- [Entries taken from a collection]:
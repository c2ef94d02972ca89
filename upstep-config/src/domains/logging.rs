//! Logging configuration

use serde::{Deserialize, Serialize};
use std::str::FromStr;
use crate::validation::{Validatable, validate_required_string};
use crate::error::ConfigResult;

/// Logging configuration
#[derive(Debug, Clone, Serialize, Deserialize)]
#[serde(default)]
pub struct LoggingConfig {
    /// Log level
    #[serde(default)]
    pub level: LogLevel,

    /// Log format
    #[serde(default)]
    pub format: LogFormat,

    /// Log targets configuration
    #[serde(default)]
    pub targets: Vec<LogTarget>,

    /// Whether to include source location in logs
    #[serde(default = "crate::domains::utils::default_false")]
    pub include_location: bool,
}

/// Log level enumeration
#[derive(Debug, Clone, Copy, PartialEq, Eq, Serialize, Deserialize, Default)]
#[serde(rename_all = "lowercase")]
pub enum LogLevel {
    Error,
    Warn,
    #[default]
    Info,
    Debug,
    Trace,
}

/// Log format enumeration
#[derive(Debug, Clone, Copy, PartialEq, Eq, Serialize, Deserialize, Default)]
#[serde(rename_all = "lowercase")]
pub enum LogFormat {
    Json,
    #[default]
    Text,
    Compact,
    Pretty,
}

/// Log target configuration
#[derive(Debug, Clone, Serialize, Deserialize)]
#[serde(tag = "type", rename_all = "lowercase")]
pub enum LogTarget {
    Console {
        #[serde(default)]
        level: Option<LogLevel>,
    },
    /// Daily-rotated log file; `path` names the file, its directory holds the rotations
    File {
        path: String,
        #[serde(default)]
        level: Option<LogLevel>,
    },
}

impl LogLevel {
    pub fn as_str(&self) -> &'static str {
        match self {
            LogLevel::Error => "error",
            LogLevel::Warn => "warn",
            LogLevel::Info => "info",
            LogLevel::Debug => "debug",
            LogLevel::Trace => "trace",
        }
    }
}

impl Default for LoggingConfig {
    fn default() -> Self {
        Self {
            level: LogLevel::Info,
            format: LogFormat::Text,
            targets: vec![LogTarget::Console { level: None }],
            include_location: false,
        }
    }
}

impl FromStr for LogLevel {
    type Err = String;

    fn from_str(s: &str) -> Result<Self, Self::Err> {
        match s.to_lowercase().as_str() {
            "error" => Ok(LogLevel::Error),
            "warn" | "warning" => Ok(LogLevel::Warn),
            "info" => Ok(LogLevel::Info),
            "debug" => Ok(LogLevel::Debug),
            "trace" => Ok(LogLevel::Trace),
            _ => Err(format!("Invalid log level: {}", s)),
        }
    }
}

impl FromStr for LogFormat {
    type Err = String;

    fn from_str(s: &str) -> Result<Self, Self::Err> {
        match s.to_lowercase().as_str() {
            "json" => Ok(LogFormat::Json),
            "text" => Ok(LogFormat::Text),
            "compact" => Ok(LogFormat::Compact),
            "pretty" => Ok(LogFormat::Pretty),
            _ => Err(format!("Invalid log format: {}", s)),
        }
    }
}

impl Validatable for LoggingConfig {
    fn validate(&self) -> ConfigResult<()> {
        for target in &self.targets {
            target.validate()?;
        }

        if self.targets.is_empty() {
            return Err(self.validation_error("At least one log target must be configured"));
        }

        Ok(())
    }

    fn domain_name(&self) -> &'static str {
        "logging"
    }
}

impl Validatable for LogTarget {
    fn validate(&self) -> ConfigResult<()> {
        match self {
            LogTarget::Console { .. } => Ok(()),
            LogTarget::File { path, .. } => {
                validate_required_string(path, "path", self.domain_name())?;
                if path.ends_with('/') {
                    return Err(self.validation_error("path must name a file, not a directory"));
                }
                Ok(())
            }
        }
    }

    fn domain_name(&self) -> &'static str {
        "logging.target"
    }
}
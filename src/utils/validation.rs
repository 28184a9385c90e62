use crate::utils::error::{AuditError, Result};
use url::Url;

pub trait Validate {
    fn validate(&self) -> Result<()>;
}

pub fn validate_url(field_name: &str, url_str: &str) -> Result<()> {
    if url_str.is_empty() {
        return Err(AuditError::InvalidConfigValueError {
            field: field_name.to_string(),
            value: url_str.to_string(),
            reason: "URL cannot be empty".to_string(),
        });
    }

    match Url::parse(url_str) {
        Ok(url) => match url.scheme() {
            "http" | "https" => Ok(()),
            scheme => Err(AuditError::InvalidConfigValueError {
                field: field_name.to_string(),
                value: url_str.to_string(),
                reason: format!("Unsupported URL scheme: {}", scheme),
            }),
        },
        Err(e) => Err(AuditError::InvalidConfigValueError {
            field: field_name.to_string(),
            value: url_str.to_string(),
            reason: format!("Invalid URL format: {}", e),
        }),
    }
}

pub fn validate_path(field_name: &str, path: &str) -> Result<()> {
    if path.is_empty() {
        return Err(AuditError::InvalidConfigValueError {
            field: field_name.to_string(),
            value: path.to_string(),
            reason: "Path cannot be empty".to_string(),
        });
    }

    if path.contains('\0') {
        return Err(AuditError::InvalidConfigValueError {
            field: field_name.to_string(),
            value: path.to_string(),
            reason: "Path contains null bytes".to_string(),
        });
    }

    Ok(())
}

pub fn validate_positive_number(field_name: &str, value: usize, min_value: usize) -> Result<()> {
    if value < min_value {
        return Err(AuditError::InvalidConfigValueError {
            field: field_name.to_string(),
            value: value.to_string(),
            reason: format!("Value must be at least {}", min_value),
        });
    }
    Ok(())
}

pub fn validate_non_empty_string(field_name: &str, value: &str) -> Result<()> {
    if value.trim().is_empty() {
        return Err(AuditError::InvalidConfigValueError {
            field: field_name.to_string(),
            value: value.to_string(),
            reason: "Value cannot be empty or whitespace-only".to_string(),
        });
    }
    Ok(())
}

pub fn validate_range<T: PartialOrd + std::fmt::Display + Copy>(
    field_name: &str,
    value: T,
    min: T,
    max: T,
) -> Result<()> {
    if value < min || value > max {
        return Err(AuditError::InvalidConfigValueError {
            field: field_name.to_string(),
            value: value.to_string(),
            reason: format!("Value must be between {} and {}", min, max),
        });
    }
    Ok(())
}

/// Repository identifiers are `org/name` with both parts non-empty.
pub fn validate_repository_id(field_name: &str, id: &str) -> Result<()> {
    let mut parts = id.split('/');
    let valid = matches!(
        (parts.next(), parts.next(), parts.next()),
        (Some(org), Some(name), None) if !org.trim().is_empty() && !name.trim().is_empty()
    );
    if !valid {
        return Err(AuditError::InvalidConfigValueError {
            field: field_name.to_string(),
            value: id.to_string(),
            reason: "Repository id must have the form org/name".to_string(),
        });
    }
    Ok(())
}

#[cfg(test)]
mod tests {
    use super::*;

    #[test]
    fn test_validate_url() {
        assert!(validate_url("runtime.registry_url", "https://registry.example.com").is_ok());
        assert!(validate_url("runtime.registry_url", "http://localhost:8080").is_ok());
        assert!(validate_url("runtime.registry_url", "").is_err());
        assert!(validate_url("runtime.registry_url", "invalid-url").is_err());
        assert!(validate_url("runtime.registry_url", "ftp://example.com").is_err());
    }

    #[test]
    fn test_validate_positive_number() {
        assert!(validate_positive_number("runtime.concurrency", 5, 1).is_ok());
        assert!(validate_positive_number("runtime.concurrency", 0, 1).is_err());
    }

    #[test]
    fn test_validate_range() {
        assert!(validate_range("repositories.tier", 3u8, 0, 5).is_ok());
        assert!(validate_range("repositories.tier", 6u8, 0, 5).is_err());
    }

    #[test]
    fn test_validate_repository_id() {
        assert!(validate_repository_id("id", "chittyos/chittyid").is_ok());
        assert!(validate_repository_id("id", "chittyid").is_err());
        assert!(validate_repository_id("id", "chittyos/").is_err());
        assert!(validate_repository_id("id", "a/b/c").is_err());
    }
}
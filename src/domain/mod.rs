// Domain layer: repository models, fact sheets, ecosystem settings and the ports adapters implement.

pub mod ecosystem;
pub mod facts;
pub mod model;
pub mod ports;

- [TO DO]: Count every line of the entries that includes "domains", and say the number alone.

- [ANSWER SECTION]: 2